Жора Волосевич, попав в 6-й класс первого набора, проучился в училище пять лет. Мать вначале очень тосковала без него и писала нежнейшие стихи, которые он хранил всю жизнь:
- Улетел мой скворушка,
- Опустел мой сад.
- Скворушка-Егорушка,
- Воротись назад…
В 1944 году Марии Оскаровне удалось перевестись на работу в училище в Кутаиси: курсантам преподавались русский язык и литература, и она мотивировала желание перевода возможностью работать по специальности. С ее приездом литературная жизнь в училище оживилась. Она сразу устроила для курсантов лекцию «Пушкин на Кавказе» и стала выпускать газету «Суворовец». Владимов вспоминал, что вместе с матерью написал стихотворение для 1-го номера этой газеты. Мария Оскаровна сохранила первый литературный опыт тринадцатилетнего сына. Я приведу его начало:
- Суворовец, стой! Разве ты не слыхал?
- В училище нашем выходит журнал.
- Об этом немедленно должен ты знать,
- Чтоб сразу активным участником стать.
- Как в зеркале чудном журнал отразит
- Всю жизнь нашу: отдых, учебу и быт.
- Ты, верно, мечтаешь о нем уж давно…
- «Суворовец» – славное имя его…
Исходящий от матери литературный импульс был очень важен для подраставшего сына, который благодаря ей «почувствовал вкус сочинительства». Увидев в стенной газете свои неумелые строчки и стайку восхищенных курсантов, читающих их вслух, Жора Волосевич решил свою судьбу – он будет не только полководцем, но и поэтом. И на следующий день сообщил матери свой литературный псевдоним. В честь Маяковского он будет подписывать свои стихи – Владимов[22]. Его детская мечта осуществилась лишь отчасти: он не стал ни полководцем, ни поэтом, но стал Владимовым.

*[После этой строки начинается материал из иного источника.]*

//! Gemini recommendation client
//!
//! Sends an environment snapshot to the Gemini text generation API and turns
//! the reply into plant recommendations. The model is asked for strict JSON
//! but does not always comply, so replies go through a strict parse and then
//! a salvage parse of the first balanced `{...}` block. Every failure is
//! classified and carries the local fallback recommendation.

use std::time::Duration;

use async_trait::async_trait;
use reqwest::Client;
use serde::Serialize;
use serde_json::Value;
use shared::{AiErrorKind, EnvironmentSnapshot, ProviderFailure, ProviderOutcome};

use crate::config::GeminiConfig;
use crate::error::{AppError, AppResult};

/// Anything that can turn a snapshot into recommendations
#[async_trait]
pub trait RecommendationProvider: Send + Sync {
    async fn recommend(&self, snapshot: &EnvironmentSnapshot) -> ProviderOutcome;
}

/// Client for the Gemini `generateText` endpoint
#[derive(Clone)]
pub struct GeminiClient {
    http_client: Client,
    api_key: Option<String>,
    endpoint: String,
    temperature: f32,
    max_output_tokens: u32,
}

#[derive(Debug, Serialize)]
#[serde(rename_all = "camelCase")]
struct GenerateTextRequest {
    prompt: TextPrompt,
    temperature: f32,
    max_output_tokens: u32,
}

#[derive(Debug, Serialize)]
struct TextPrompt {
    text: String,
}

impl GeminiClient {
    /// Create a new client; the request timeout comes from `config`
    pub fn new(config: &GeminiConfig) -> AppResult<Self> {
        let http_client = Client::builder()
            .timeout(Duration::from_secs(config.timeout_secs))
            .build()
            .map_err(|e| AppError::Configuration(format!("Failed to create HTTP client: {}", e)))?;

        Ok(Self {
            http_client,
            api_key: config.api_key().map(str::to_string),
            endpoint: format!(
                "{}/models/{}:generateText",
                config.api_url.trim_end_matches('/'),
                config.model
            ),
            temperature: config.temperature,
            max_output_tokens: config.max_output_tokens,
        })
    }

    /// Request recommendations for an arbitrary JSON payload.
    ///
    /// Payload and credential checks run before any network traffic.
    pub async fn request_recommendation(&self, payload: &Value) -> ProviderOutcome {
        if let Err(reason) = validate_payload(payload) {
            return ProviderOutcome::failure(AiErrorKind::InvalidPayload, reason);
        }
        let Some(api_key) = self.api_key.as_deref() else {
            return ProviderOutcome::failure(AiErrorKind::NoApiKey, "GEMINI_API_KEY not configured");
        };

        let request = GenerateTextRequest {
            prompt: TextPrompt {
                text: build_prompt(payload),
            },
            temperature: self.temperature,
            max_output_tokens: self.max_output_tokens,
        };

        let response = match self
            .http_client
            .post(&self.endpoint)
            .query(&[("key", api_key)])
            .json(&request)
            .send()
            .await
        {
            Ok(response) => response,
            Err(e) => {
                let message = if e.is_timeout() {
                    "AI request timed out"
                } else {
                    "AI request failed"
                };
                tracing::error!("Gemini AI request failed: {}", e);
                let status = e.status().map(|s| s.as_u16());
                return ProviderFailure::new(AiErrorKind::from_status(status), message)
                    .with_status(status)
                    .with_details(Value::String(e.to_string()))
                    .into();
            }
        };

        let status = response.status();
        let body = match response.text().await {
            Ok(body) => body,
            Err(e) => {
                tracing::error!("Gemini AI response could not be read: {}", e);
                return ProviderFailure::new(AiErrorKind::RequestFailed, "AI request failed")
                    .with_status(Some(status.as_u16()))
                    .with_details(Value::String(e.to_string()))
                    .into();
            }
        };
        let envelope = serde_json::from_str(&body).unwrap_or(Value::String(body));

        if !status.is_success() {
            tracing::error!(
                "Gemini AI request failed. status={} body={}",
                status.as_u16(),
                envelope
            );
            return ProviderFailure::new(
                AiErrorKind::from_status(Some(status.as_u16())),
                "AI request failed",
            )
            .with_status(Some(status.as_u16()))
            .with_details(envelope)
            .into();
        }

        interpret_envelope(envelope)
    }
}

#[async_trait]
impl RecommendationProvider for GeminiClient {
    async fn recommend(&self, snapshot: &EnvironmentSnapshot) -> ProviderOutcome {
        match serde_json::to_value(snapshot) {
            Ok(payload) => self.request_recommendation(&payload).await,
            Err(e) => ProviderOutcome::failure(AiErrorKind::InvalidPayload, e.to_string()),
        }
    }
}

/// Check that a payload is an object carrying `pollution_value` or `aqi`
pub fn validate_payload(payload: &Value) -> Result<(), &'static str> {
    let Some(fields) = payload.as_object() else {
        return Err("payload missing or not an object");
    };
    let present = |key: &str| fields.get(key).is_some_and(|v| !v.is_null());
    if !present("pollution_value") && !present("aqi") {
        return Err("missing pollution_value or aqi");
    }
    Ok(())
}

/// Prompt embedding the payload and the reply schema
pub fn build_prompt(payload: &Value) -> String {
    format!(
        "ENVIRONMENT: {}\n\n\
         Return ONLY valid JSON with: {{ \"total_plants\": int, \"plants\": [ {{ \"name\",\"type\",\"why\",\"how_many\",\"placement\",\"care?\",\"confidence\" }} ], \"notes?\" }}. No extra text.",
        payload
    )
}

/// Text content of a provider reply envelope.
///
/// Looks at the first candidate's `content`, then its `output`, then a
/// top-level `result`. Each may be a string, an object with `text`, or an
/// object with `parts[0].text`.
pub fn extract_text(envelope: &Value) -> Option<String> {
    envelope
        .pointer("/candidates/0/content")
        .and_then(text_of)
        .or_else(|| envelope.pointer("/candidates/0/output").and_then(text_of))
        .or_else(|| envelope.get("result").and_then(text_of))
}

fn text_of(value: &Value) -> Option<String> {
    match value {
        Value::String(s) if !s.is_empty() => Some(s.clone()),
        Value::Object(_) => value
            .get("text")
            .and_then(text_of)
            .or_else(|| value.pointer("/parts/0/text").and_then(text_of)),
        _ => None,
    }
}

/// Parse reply text as JSON, salvaging the first balanced `{...}` block on
/// failure
pub fn parse_reply(text: &str) -> Option<Value> {
    if let Ok(value) = serde_json::from_str::<Value>(text) {
        return Some(value);
    }
    first_object(text)
}

/// First JSON value starting at the first `{`, ignoring whatever follows it
fn first_object(text: &str) -> Option<Value> {
    let start = text.find('{')?;
    serde_json::Deserializer::from_str(&text[start..])
        .into_iter::<Value>()
        .next()?
        .ok()
}

/// Turn a successful provider envelope into an outcome
pub fn interpret_envelope(envelope: Value) -> ProviderOutcome {
    let Some(text) = extract_text(&envelope) else {
        return ProviderFailure::new(
            AiErrorKind::NoContent,
            "No textual content in Gemini response",
        )
        .with_details(envelope)
        .into();
    };

    match parse_reply(&text) {
        Some(result) => ProviderOutcome::Success { result },
        None => ProviderFailure::new(
            AiErrorKind::ParseFailed,
            "Could not parse JSON from Gemini response",
        )
        .with_raw(text)
        .with_details(envelope)
        .into(),
    }
}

О жизни в кутаисском училище подробно рассказано в последней неоконченной повести Владимова «Долог путь до Типперэри». Опыт пребывания в закрытом коллективе училища, находившегося в стране другой культуры и языка, кажется странным ретроспективно-зеркальным отражением будущей жизни и опыта писателя в эмиграции. Сходная отвлеченность от окружающей культуры, жизнь в замкнутом пространстве и неприятие, отсутствие живого интереса к местным традициям и жителям. Для него Грузия была «чужая страна»: «Я не предвидел, что мне придется жить в чужой стране, посреди чужого языка, чужих обычаев и повадок, и это будет мучительнее тюрьмы или лагеря…»[23] Обитатели древнего кавказского города вызывали у курсантов «брезгливость» и неуважение. Грузины, грузинские евреи и даже их дети были «чужими», и на них смотрели свысока. Лихостью считались воровство в их садах, насмешки над их дочерями, а в случае столкновений никто не пытался найти правых и виноватых: «чужих» полагалось бить, от них следовало защищать «своих».

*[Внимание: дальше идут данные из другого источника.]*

//! Environmental snapshot models

use std::collections::BTreeMap;

use serde::{Deserialize, Serialize};

use crate::types::Coordinates;

/// Pollutant name to concentration (μg/m³), e.g. `pm2_5`, `no2`
pub type Components = BTreeMap<String, f64>;

/// Normalized environmental reading sent to the recommendation provider.
///
/// Built per request and never persisted. Every field may be unknown; absent
/// values serialize as `null` so the provider sees the full shape.
#[derive(Debug, Clone, Default, Serialize, Deserialize, PartialEq)]
pub struct EnvironmentSnapshot {
    pub aqi: Option<f64>,
    pub humidity: Option<f64>,
    pub temp: Option<f64>,
    pub category: Option<String>,
    pub city: Option<String>,
    pub components: Option<Components>,
    pub main_pollutant: Option<String>,
    pub soil_moisture: Option<f64>,
    pub coords: Option<Coordinates>,
    pub pollution_value: Option<f64>,
}

impl EnvironmentSnapshot {
    /// Fill `pollution_value` from the snapshot's own aqi and components
    pub fn with_pollution_value(mut self) -> Self {
        self.pollution_value =
            crate::pollution::estimate_pollution_score(self.aqi, self.components.as_ref());
        self
    }
}
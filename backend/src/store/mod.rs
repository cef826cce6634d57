//! Flat-file persistence
//!
//! Users and readings live in JSON array files under the configured data
//! directory. Each file is rewritten whole on every change.

mod json_file;
mod readings;
mod users;

use std::path::{Path, PathBuf};

use thiserror::Error;

pub use json_file::JsonFile;
pub use readings::ReadingStore;
pub use users::UserStore;

use crate::config::StorageConfig;

/// Storage failures
#[derive(Error, Debug)]
pub enum StoreError {
    #[error("I/O error on {path}: {source}")]
    Io {
        path: PathBuf,
        #[source]
        source: std::io::Error,
    },

    #[error("Corrupt JSON in {path}: {source}")]
    Corrupt {
        path: PathBuf,
        #[source]
        source: serde_json::Error,
    },
}

/// All persistent collections
pub struct Store {
    pub users: UserStore,
    pub readings: ReadingStore,
}

impl Store {
    /// Open the store rooted at the configured data directory
    pub fn open(config: &StorageConfig) -> Self {
        Self::in_dir(&config.data_dir, config.max_readings)
    }

    pub fn in_dir(data_dir: impl AsRef<Path>, max_readings: usize) -> Self {
        let data_dir = data_dir.as_ref();
        Self {
            users: UserStore::new(JsonFile::new(data_dir.join("users.json"))),
            readings: ReadingStore::new(
                JsonFile::new(data_dir.join("readings.json")),
                max_readings,
            ),
        }
    }
}
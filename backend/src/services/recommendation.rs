//! Plant recommendations for the caller's environment

use std::sync::Arc;

use serde_json::Value;
use shared::{build_snapshot, EnvironmentSnapshot, ProviderOutcome};

use crate::error::{AppError, AppResult};
use crate::external::RecommendationProvider;
use crate::store::Store;

#[derive(Clone)]
pub struct RecommendationService {
    store: Arc<Store>,
    provider: Arc<dyn RecommendationProvider>,
}

impl RecommendationService {
    pub fn new(store: Arc<Store>, provider: Arc<dyn RecommendationProvider>) -> Self {
        Self { store, provider }
    }

    /// Resolve the snapshot for `user_id` from the request body and their
    /// most recent stored reading, then score it.
    pub async fn snapshot(&self, user_id: i64, body: &Value) -> AppResult<EnvironmentSnapshot> {
        let stored = self
            .store
            .readings
            .latest_for_user(user_id)
            .await
            .map_err(|e| AppError::RecommendationFailed(e.to_string()))?;

        Ok(build_snapshot(body, stored.as_ref()).with_pollution_value())
    }

    /// Ask the provider for recommendations.
    ///
    /// Provider failures come back as [`ProviderOutcome::Failure`] with the
    /// fallback attached; only storage problems are errors.
    pub async fn recommend(&self, user_id: i64, body: &Value) -> AppResult<ProviderOutcome> {
        let snapshot = self.snapshot(user_id, body).await?;
        tracing::debug!(
            user = user_id,
            aqi = ?snapshot.aqi,
            pollution_value = ?snapshot.pollution_value,
            "Requesting plant recommendations"
        );

        let outcome = self.provider.recommend(&snapshot).await;
        if let ProviderOutcome::Failure(failure) = &outcome {
            tracing::warn!(
                kind = failure.kind.code(),
                status = ?failure.status,
                details = ?failure.details,
                "AI responded with error: {}",
                failure.message
            );
        }
        Ok(outcome)
    }
}

#[cfg(test)]
mod tests {
    use super::*;
    use async_trait::async_trait;
    use chrono::Utc;
    use serde_json::json;
    use shared::{AiErrorKind, StoredReading};
    use std::sync::Mutex;

    /// Records every snapshot it is asked about
    #[derive(Default)]
    struct RecordingProvider {
        seen: Mutex<Vec<EnvironmentSnapshot>>,
    }

    #[async_trait]
    impl RecommendationProvider for RecordingProvider {
        async fn recommend(&self, snapshot: &EnvironmentSnapshot) -> ProviderOutcome {
            self.seen.lock().unwrap().push(snapshot.clone());
            ProviderOutcome::failure(AiErrorKind::NoApiKey, "GEMINI_API_KEY not configured")
        }
    }

    #[tokio::test]
    async fn test_snapshot_uses_stored_reading_and_scores_it() {
        let dir = tempfile::tempdir().unwrap();
        let store = Arc::new(Store::in_dir(dir.path(), 2000));

        let mut reading = StoredReading::at(Utc::now());
        reading.user_id = Some(5);
        reading.aqi = Some(4.0);
        reading.city = Some("Lampang".to_string());
        store.readings.append(reading).await.unwrap();

        let provider = Arc::new(RecordingProvider::default());
        let service = RecommendationService::new(store, provider.clone());

        let outcome = service.recommend(5, &json!({"humidity": 61})).await.unwrap();
        assert_eq!(outcome.error_kind(), Some(AiErrorKind::NoApiKey));

        let seen = provider.seen.lock().unwrap();
        assert_eq!(seen.len(), 1);
        assert_eq!(seen[0].aqi, Some(4.0));
        assert_eq!(seen[0].humidity, Some(61.0));
        assert_eq!(seen[0].city.as_deref(), Some("Lampang"));
        assert_eq!(seen[0].pollution_value, Some(95.0));
    }

    #[tokio::test]
    async fn test_other_users_readings_are_ignored() {
        let dir = tempfile::tempdir().unwrap();
        let store = Arc::new(Store::in_dir(dir.path(), 2000));

        let mut reading = StoredReading::at(Utc::now());
        reading.user_id = Some(9);
        reading.aqi = Some(2.0);
        store.readings.append(reading).await.unwrap();

        let service = RecommendationService::new(store, Arc::new(RecordingProvider::default()));
        let snapshot = service.snapshot(5, &json!({})).await.unwrap();

        assert_eq!(snapshot.aqi, None);
        assert_eq!(snapshot.pollution_value, None);
    }

    #[tokio::test]
    async fn test_corrupt_store_is_an_error() {
        let dir = tempfile::tempdir().unwrap();
        std::fs::write(dir.path().join("readings.json"), "{not json").unwrap();
        let store = Arc::new(Store::in_dir(dir.path(), 2000));

        let provider = Arc::new(RecordingProvider::default());
        let service = RecommendationService::new(store, provider.clone());

        let err = service.recommend(5, &json!({"aqi": 2})).await.unwrap_err();
        assert!(matches!(err, AppError::RecommendationFailed(_)));
        assert!(provider.seen.lock().unwrap().is_empty());
    }
}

Курсант Жора Волосевич учился с удовольствием. Условия жизни в Суворовском были, по меркам голодного и нищего военного времени, очень хорошими. Позднее Владимов осознал, что в армейских училищах «и кормили похуже, и сукно было потоньше». Официальный патрон пограничных суворовских училищ Лаврентий Павлович Берия заботился о своих «волчатах», как он любовно называл курсантов, ожидая из их рядов достойного пополнения своих кадров. «Я не знаю, откуда, из каких питомников ТУДА набирают людей, но из наших ребят в органы ни один не попал», – комментировал Владимов.

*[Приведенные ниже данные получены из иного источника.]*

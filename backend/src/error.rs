//! Error handling for the Aura Grow backend
//!
//! Every error renders as `{ "error": "...", "details"?: "..." }`.

use axum::{
    http::StatusCode,
    response::{IntoResponse, Response},
    Json,
};
use serde::Serialize;
use thiserror::Error;

use crate::store::StoreError;

/// Application error types
#[derive(Error, Debug)]
pub enum AppError {
    // Authentication errors
    #[error("Missing Authorization header")]
    MissingAuthorization,

    #[error("Invalid Authorization format")]
    InvalidAuthorizationFormat,

    #[error("Invalid token")]
    InvalidToken,

    #[error("Invalid credentials")]
    InvalidCredentials,

    // Validation errors
    #[error("{0}")]
    Validation(String),

    #[error("User already exists")]
    UserExists,

    #[error("Too many AI requests, slow down")]
    RateLimited,

    #[error("Not found")]
    NotFound,

    // External service errors
    #[error("{context}: {details}")]
    ExternalService { context: String, details: String },

    #[error("AI recommendation failed: {0}")]
    RecommendationFailed(String),

    #[error("Configuration error: {0}")]
    Configuration(String),

    // Storage errors
    #[error("Storage error: {0}")]
    Storage(#[from] StoreError),

    // Internal errors
    #[error("Internal server error: {0}")]
    Internal(String),
}

/// Error response structure
#[derive(Debug, Serialize)]
pub struct ErrorResponse {
    pub error: String,
    #[serde(skip_serializing_if = "Option::is_none")]
    pub details: Option<String>,
}

impl ErrorResponse {
    pub fn new(error: impl Into<String>) -> Self {
        Self {
            error: error.into(),
            details: None,
        }
    }
}

impl AppError {
    pub fn status_code(&self) -> StatusCode {
        match self {
            AppError::MissingAuthorization
            | AppError::InvalidAuthorizationFormat
            | AppError::InvalidToken
            | AppError::InvalidCredentials => StatusCode::UNAUTHORIZED,
            AppError::Validation(_) | AppError::UserExists => StatusCode::BAD_REQUEST,
            AppError::RateLimited => StatusCode::TOO_MANY_REQUESTS,
            AppError::NotFound => StatusCode::NOT_FOUND,
            AppError::ExternalService { .. }
            | AppError::RecommendationFailed(_)
            | AppError::Configuration(_)
            | AppError::Storage(_)
            | AppError::Internal(_) => StatusCode::INTERNAL_SERVER_ERROR,
        }
    }

    fn body(&self) -> ErrorResponse {
        match self {
            AppError::ExternalService { context, .. } => ErrorResponse::new(context.clone()),
            AppError::RecommendationFailed(details) => ErrorResponse {
                error: "AI recommendation failed".to_string(),
                details: Some(details.clone()),
            },
            AppError::Configuration(msg) | AppError::Internal(msg) => {
                ErrorResponse::new(msg.clone())
            }
            AppError::Storage(_) => ErrorResponse::new("Storage unavailable"),
            other => ErrorResponse::new(other.to_string()),
        }
    }
}

impl IntoResponse for AppError {
    fn into_response(self) -> Response {
        let status = self.status_code();

        if status.is_server_error() {
            tracing::error!("Error: {:?}", self);
        } else {
            tracing::debug!("Rejected request: {}", self);
        }

        (status, Json(self.body())).into_response()
    }
}

/// Result type alias for handlers
pub type AppResult<T> = Result<T, AppError>;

Уровень преподавания был высоким. Учителя шли на работу в Суворовское охотно: платили за звание, полагался приличный паек, зарплата была выше обычной преподавательской. В училище царил культ Суворова, и военная история, очень интересовавшая Жору, изучалась серьезно и детально. Особой идеологической муштры не было, «всё в обычных дозах». Среди ребят даже «царила легкая фронда». Офицеры, воспитатели и преподаватели вполне откровенно делились с курсантами своими воспоминаниями о войне. Бывшие боевые офицеры, они почти все имели серьезные ранения, последствием которых был частичный паралич, слепота или тяжелая психическая травма. Их повествования не были «идеологически выдержаны», и юным слушателям становилась ясна разница между официальной пропагандой и беспощадной военной действительностью.
Спорт был важной частью образования курсантов, на него отводилось по нескольку часов в день. Занимались строевой подготовкой, штыковым боем, выезжали на стрельбища. В старших классах была введена конная езда и шашечный бой. На скаку срезали лозу шашками, стреляли из пистолета и винтовок, учились обращаться с пулеметом. В Кутаиси они много занимались на снарядах в гимнастическом зале, что Жора не особенно любил. Но позднее начались лыжные переходы, бег, велосипед, и он расцвел, получив даже грамоту «За образцовое преодоление трудностей лыжного перехода» (FSO). Переход был 50 километров, двигались при полном вооружении, с винтовкой и вещмешком.
В 1946 году, переехав в Петродворец, училище стало называться Ленинградским суворовским пограничным военным училищем МВД[24]. Курсанты строем прошли через разрушенный город. Первое, что они увидели на территории училища, – трофей войны, огромный подбитый немецкий танк. Владимов сохранил стихотворение матери о ее первом впечатлении, строфу которого я приведу:
- Снаряды, и щебень, и камни,
- Как боль незакрывшихся ран…
- И призрак сражений недавних —
- Фашистский изломанный танк…
Этот «фашистский изломанный танк» сыграл впоследствии большую роль в судьбе Жоры Волосевича и его матери.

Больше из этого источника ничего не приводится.